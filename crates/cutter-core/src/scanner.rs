//! Streaming directive scanner.
//!
//! The scanner reads its input one byte at a time and mirrors every consumed
//! byte into an output buffer. Reads hand back [`Span`]s, byte ranges into
//! that buffer, which the caller may later wrap in or strip of a block
//! comment. Only the most recently returned span is ever patched, so patching
//! never invalidates a span still in use.

use crate::condition::is_commented;
use regex::bytes::Regex;
use std::io::{self, BufReader, Bytes, Read};

/// Opening marker of a directive.
pub const OPEN_MARKER: &[u8] = b"/*?";
/// Closing marker of a directive (and of any block comment).
pub const CLOSE_MARKER: &[u8] = b"*/";

const COMMENT_START: &[u8] = b"/*";
const COMMENT_END: &[u8] = b"*/";

/// A byte range of the output buffer.
#[derive(Debug, Clone, Copy, PartialEq, Eq)]
pub struct Span {
    pub start: usize,
    pub end: usize,
}

impl Span {
    pub fn len(&self) -> usize {
        self.end - self.start
    }

    pub fn is_empty(&self) -> bool {
        self.start == self.end
    }
}

/// Outcome of [`Scanner::advance_until_pattern`].
#[derive(Debug, Clone, Copy, PartialEq, Eq)]
pub enum LineScan {
    Matched(Span),
    /// Input ended without a match.
    Exhausted,
}

pub struct Scanner<R> {
    input: Bytes<BufReader<R>>,
    pushback: Option<u8>,
    output: Vec<u8>,
    line: usize,
}

impl<R: Read> Scanner<R> {
    pub fn new(input: R) -> Self {
        Self {
            input: BufReader::new(input).bytes(),
            pushback: None,
            output: Vec::new(),
            line: 1,
        }
    }

    /// 1-based line of the input position.
    pub fn line(&self) -> usize {
        self.line
    }

    pub fn output(&self) -> &[u8] {
        &self.output
    }

    pub fn into_output(self) -> Vec<u8> {
        self.output
    }

    pub fn text(&self, span: Span) -> &[u8] {
        &self.output[span.start..span.end]
    }

    /// Consume input until the consumed text ends with `marker`.
    ///
    /// The returned span covers the consumed text, with the marker only when
    /// `retain` is set. `None` means the input ended first.
    pub fn advance_until(&mut self, marker: &[u8], retain: bool) -> io::Result<Option<Span>> {
        let start = self.output.len();
        while let Some(byte) = self.next_byte()? {
            self.output.push(byte);
            if self.output[start..].ends_with(marker) {
                let end = if retain {
                    self.output.len()
                } else {
                    self.output.len() - marker.len()
                };
                return Ok(Some(Span { start, end }));
            }
        }
        Ok(None)
    }

    /// Consume input until `pattern` matches the consumed text.
    ///
    /// Without `retain_terminator` the span stops where the match starts. With
    /// it, the span runs through the match; since the pattern may still grow
    /// while the match touches the last byte read, reading goes on until one
    /// byte past the match and that byte is handed back to the input. A match
    /// still pending when the input ends counts as found.
    pub fn advance_until_pattern(
        &mut self,
        pattern: &Regex,
        retain_terminator: bool,
    ) -> io::Result<LineScan> {
        let start = self.output.len();
        let mut pending = false;
        while let Some(byte) = self.next_byte()? {
            self.output.push(byte);
            let Some(found) = pattern.find(&self.output[start..]) else {
                continue;
            };
            if !retain_terminator {
                return Ok(LineScan::Matched(Span {
                    start,
                    end: start + found.start(),
                }));
            }
            if start + found.end() != self.output.len() {
                self.output.pop();
                self.unread(byte);
                return Ok(LineScan::Matched(Span {
                    start,
                    end: self.output.len(),
                }));
            }
            pending = true;
        }
        if pending {
            Ok(LineScan::Matched(Span {
                start,
                end: self.output.len(),
            }))
        } else {
            Ok(LineScan::Exhausted)
        }
    }

    /// Wrap the span in a block comment.
    pub fn comment(&mut self, span: Span) {
        self.output
            .splice(span.end..span.end, COMMENT_END.iter().copied());
        self.output
            .splice(span.start..span.start, COMMENT_START.iter().copied());
    }

    /// Remove the block comment around the span's non-whitespace text.
    ///
    /// Returns `false` and leaves the buffer alone when the span is not
    /// commented in the sense of [`is_commented`].
    pub fn uncomment(&mut self, span: Span) -> bool {
        let text = self.text(span);
        let Some(first) = text.iter().position(|b| !b.is_ascii_whitespace()) else {
            return false;
        };
        let Some(last) = text.iter().rposition(|b| !b.is_ascii_whitespace()) else {
            return false;
        };
        let (open, close) = (span.start + first, span.start + last + 1);
        if !is_commented(&self.output[open..close]) {
            return false;
        }
        self.output.drain(close - COMMENT_END.len()..close);
        self.output.drain(open..open + COMMENT_START.len());
        true
    }

    fn next_byte(&mut self) -> io::Result<Option<u8>> {
        let byte = match self.pushback.take() {
            Some(byte) => Some(byte),
            None => self.input.next().transpose()?,
        };
        if byte == Some(b'\n') {
            self.line += 1;
        }
        Ok(byte)
    }

    fn unread(&mut self, byte: u8) {
        if byte == b'\n' {
            self.line -= 1;
        }
        self.pushback = Some(byte);
    }
}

ACTIVITY:
Look through the material and copy each line that has "Regex".

TASK RESPONSE:
use regex::bytes::Regex;
        pattern: &Regex,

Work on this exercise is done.